Ah, telephemera… those shows whose stay with us was tantalisingly brief, snatched away before their time, and sometimes with good cause. They hit the schedules alongside established shows, hoping for a long run, but it’s not always to be, and for every Street Hawk there’s two Manimals. But here at STARBURST we celebrate their existence and mourn their departure, drilling down into the new season’s entertainment with equal opportunities square eyes… these are The Telephemera Years!


If you wanted to be an American Idol or go Dancing with the Stars, the top of the TV ratings for the 2006-07 season made pretty good reading, with the top five slots filled by these newfangled variety showcases. Underneath, crime and medical dramas thrived, but there was slightly more quirky available from Lost and new arrivals Heroes and Ugly Betty.

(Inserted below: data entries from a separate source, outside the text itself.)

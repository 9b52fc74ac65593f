//! Nested JWS in JWE, signed first and encrypted second, as described
//! in [`rfc7519, section 5.2`].
//!
//! The JWS travels as the JWE payload in compact form and the JWE
//! carries `cty: "JWT"` in its protected header.
//!
//! [`rfc7519, section 5.2`]: https://datatracker.ietf.org/doc/html/rfc7519#section-5.2

use super::{
    DecodedJws, Headers, JoseError, Jwe, JweBuilder, JweDecryptor, Jws, JwsBuilder, JwsCompact,
    Signer, Verifier,
};

/// `cty` value marking a JWE whose payload is a JWS.
pub const NESTED_CONTENT_TYPE: &str = "JWT";

impl JweBuilder<'_> {
    /// Use `jws` as payload and mark it as nested with `cty: "JWT"`.
    #[must_use]
    pub fn with_nested_jws(mut self, jws: &JwsCompact) -> Self {
        self.protected_headers_mut()
            .set_cty(NESTED_CONTENT_TYPE.to_owned());
        self.with_payload(jws.as_str())
    }

    /// Sign `payload` with `signer` and use the compact JWS as nested payload.
    pub fn try_with_signed_payload(
        self,
        payload: impl AsRef<[u8]>,
        signer: &impl Signer,
    ) -> Result<Self, JoseError> {
        let jws = JwsBuilder::new()
            .with_payload(payload)
            .build_compact(signer)?;
        Ok(self.with_nested_jws(&jws))
    }
}

impl JweDecryptor<'_> {
    /// Decrypt `jwe` and verify the JWS nested inside it.
    ///
    /// The JWE must declare `cty: "JWT"` (any case) in its protected or
    /// shared unprotected header. The nested JWS may be compact or use
    /// either JSON serialization.
    pub fn decrypt_nested(
        &self,
        jwe: &Jwe,
        verifier: &impl Verifier,
    ) -> Result<DecodedJws, JoseError> {
        let protected = jwe.protected_headers()?;
        if !is_nested(&protected) && !is_nested(jwe.unprotected_headers()) {
            return Err(JoseError::policy_violation(
                "JWE payload is not marked as nested JWS",
            ));
        }

        let payload = self.decrypt(jwe)?;
        let payload = std::str::from_utf8(&payload).map_err(|err| {
            JoseError::malformed_encoding("nested JWS is not UTF-8").with_source(err)
        })?;

        let jws = if payload.trim_start().starts_with('{') {
            Jws::from_json(payload)?
        } else {
            Jws::from(payload.parse::<JwsCompact>()?)
        };
        tracing::trace!(signatures = jws.signature_count(), "verify nested jws");
        jws.decode(verifier)
    }
}

fn is_nested(headers: &Headers) -> bool {
    headers
        .cty()
        .is_some_and(|cty| cty.eq_ignore_ascii_case(NESTED_CONTENT_TYPE))
}

#[cfg(test)]
mod tests {
    use std::sync::OnceLock;

    use super::*;
    use crate::jose::{
        JoseErrorKind, JoseKey, JwsAlgorithm, JwsSigner, JwsVerifier, KeyManagementAlgorithm,
        RsaPrivateKey, RsaPublicKey, SecretKeyKind, SymmetricKey,
    };

    fn rsa_key() -> &'static RsaPrivateKey {
        static KEY: OnceLock<RsaPrivateKey> = OnceLock::new();
        KEY.get_or_init(|| RsaPrivateKey::generate().unwrap())
    }

    fn rsa_public() -> JoseKey {
        RsaPublicKey::from_spki_der(rsa_key().public_key().as_spki_der())
            .unwrap()
            .into()
    }

    fn rsa_private() -> JoseKey {
        RsaPrivateKey::from_pkcs8_der(rsa_key().as_pkcs8_der())
            .unwrap()
            .into()
    }

    fn hmac_key() -> JoseKey {
        SymmetricKey::generate(SecretKeyKind::Hmac, 32).unwrap().into()
    }

    #[test]
    fn sign_then_encrypt_round_trip() {
        let signing = hmac_key();
        let recipient_public = rsa_public();
        let recipient_private = rsa_private();

        let compact = JweBuilder::new()
            .try_with_signed_payload(
                r#"{"iss":"joe"}"#,
                &JwsSigner::new(&signing, JwsAlgorithm::HS256).with_kid("sender".to_owned()),
            )
            .unwrap()
            .add_recipient(KeyManagementAlgorithm::RsaOaep256, &recipient_public)
            .build_compact()
            .unwrap();

        let jwe = Jwe::from(compact);
        let protected = jwe.protected_headers().unwrap();
        assert_eq!(protected.cty(), Some(NESTED_CONTENT_TYPE));
        assert_eq!(protected.alg(), Some("RSA-OAEP-256"));

        let decoded = JweDecryptor::new(&recipient_private)
            .decrypt_nested(&jwe, &JwsVerifier::new(&signing))
            .unwrap();
        assert_eq!(decoded.payload(), br#"{"iss":"joe"}"#);
        assert_eq!(decoded.signatures()[0].protected_headers().kid(), Some("sender"));
    }

    #[test]
    fn tampered_inner_signature_is_rejected() {
        let signing = hmac_key();
        let kek: JoseKey = SymmetricKey::generate(SecretKeyKind::Aes, 32).unwrap().into();

        let jws = JwsBuilder::new()
            .with_payload("transfer 10")
            .build_compact(&JwsSigner::new(&signing, JwsAlgorithm::HS256))
            .unwrap();
        let (signing_input, signature) = jws.as_str().rsplit_once('.').unwrap();
        let first = if signature.starts_with('A') { 'B' } else { 'A' };
        let tampered: JwsCompact = format!("{signing_input}.{first}{}", &signature[1..])
            .parse()
            .unwrap();

        let jwe = JweBuilder::new()
            .with_nested_jws(&tampered)
            .add_default_recipient(&kek)
            .build_general()
            .unwrap();

        let decryptor = JweDecryptor::new(&kek);
        // the outer layer is intact, only the signature is wrong
        assert_eq!(decryptor.decrypt(&jwe).unwrap(), tampered.as_str().as_bytes());
        let err = decryptor
            .decrypt_nested(&jwe, &JwsVerifier::new(&signing))
            .unwrap_err();
        assert_eq!(err.kind(), JoseErrorKind::AuthenticationFailure);
    }

    #[test]
    fn wrong_recipient_key_fails_before_verification() {
        let signing = hmac_key();
        let kek: JoseKey = SymmetricKey::generate(SecretKeyKind::Aes, 16).unwrap().into();
        let other: JoseKey = SymmetricKey::generate(SecretKeyKind::Aes, 16).unwrap().into();

        let jwe = JweBuilder::new()
            .try_with_signed_payload("hi", &JwsSigner::new(&signing, JwsAlgorithm::HS384))
            .unwrap()
            .add_default_recipient(&kek)
            .build_general()
            .unwrap();

        let err = JweDecryptor::new(&other)
            .decrypt_nested(&jwe, &JwsVerifier::new(&signing))
            .unwrap_err();
        assert_eq!(err.kind(), JoseErrorKind::AuthenticationFailure);
    }

    #[test]
    fn requires_the_nested_content_type() {
        let kek: JoseKey = SymmetricKey::generate(SecretKeyKind::Aes, 32).unwrap().into();
        let signing = hmac_key();
        let jws = JwsBuilder::new()
            .with_payload("plain")
            .build_compact(&JwsSigner::new(&signing, JwsAlgorithm::HS256))
            .unwrap();

        let unmarked = JweBuilder::new()
            .with_payload(jws.as_str())
            .add_default_recipient(&kek)
            .build_general()
            .unwrap();
        let err = JweDecryptor::new(&kek)
            .decrypt_nested(&unmarked, &JwsVerifier::new(&signing))
            .unwrap_err();
        assert_eq!(err.kind(), JoseErrorKind::PolicyViolation);

        let lowercase = JweBuilder::new()
            .with_payload(jws.as_str())
            .try_with_protected_header("cty", "jwt")
            .unwrap()
            .add_default_recipient(&kek)
            .build_general()
            .unwrap();
        let decoded = JweDecryptor::new(&kek)
            .decrypt_nested(&lowercase, &JwsVerifier::new(&signing))
            .unwrap();
        assert_eq!(decoded.payload(), b"plain");
    }

    #[test]
    fn json_serialized_inner_jws_is_accepted() {
        let kek: JoseKey = SymmetricKey::generate(SecretKeyKind::Aes, 32).unwrap().into();
        let signing = hmac_key();
        let jws = JwsBuilder::new()
            .with_payload("flattened inside")
            .build_flattened(&JwsSigner::new(&signing, JwsAlgorithm::HS512))
            .unwrap();

        let jwe = JweBuilder::new()
            .with_payload(serde_json::to_vec(&jws).unwrap())
            .try_with_protected_header("cty", NESTED_CONTENT_TYPE)
            .unwrap()
            .add_default_recipient(&kek)
            .build_general()
            .unwrap();

        let decoded = JweDecryptor::new(&kek)
            .decrypt_nested(&jwe, &JwsVerifier::new(&signing))
            .unwrap();
        assert_eq!(decoded.payload(), b"flattened inside");
        assert_eq!(decoded.signatures()[0].protected_headers().alg(), Some("HS512"));
    }
}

That wasn’t all as 2006 was FULL of new hits, whether it was The WB’s One Tree Hill, Smallville, and Supernatural, serial killer fun on Showcase with Dexter, or 30 Rock and Friday Night Lights on NBC. That slightly made up for the losses of The OC, Gilmore Girls, The Sopranos, Stargate SG-1, and Masters of Horror, all of which were taking their final laps this year. Those, of course, are the shows that managed to secure an audience but there were some that didn’t even make it series; this is the story of 2006’s unsold pilots…

Aquaman (The CW): After five seasons of bringing small town superheroics to the small screen, Smallville producers Millar Gough Ink felt the time was right for another show following their successful pattern. They’d already introduced Bart Allen (aka Impulse) during season four and season five brought two more heroes from the wider DC universe in the shape of Cyborg and Aquaman. Something of a running joke to non-comic readers, Aquaman first appeared in November 1941 and was one of the few DC heroes to survive the end of the Golden Age of comics, his adventures published continuously through to the early 1960s. Like The Flash and Green Lantern, Aquaman was given a makeover as the Silver Age arrived, even earning a slice of animated action from Filmation in the late 1960s, but quips about fish-based powers saw him fade into the background.

Aquaman underwent another reinvention in 1993 and it was this more serious tone that Smallville producers sought to bring to screen, along with some smouldering shots of a topless young man for the girls, gays, and theys in the audience. Casting former American Idol contestant Alan Ritchson in the role as an Arthur Curry out to protect the seas by any means necessary, his introduction was the highest rated episode in season five and a pilot for a solo series was ordered.

Aquaman, 2006

Miles Millar and Alfred Gough had previously considered a spin-off for Lois Lane but landed on Aquaman, although they did not consider it a spin-off proper, and a Smallville-style title tweak was in the offing. With Ritchson overlooked to emphasise that this was a different Aquaman, Will Toale was initially cast as Curry but they pivoted to soap opera actor Justin Hartley, filling out the cast with veterans such as Ving Rhames, Lou Diamond Phillips, and Adrianne Palicki as Nadia, a villainous siren determined to seize the throne of Atlantis.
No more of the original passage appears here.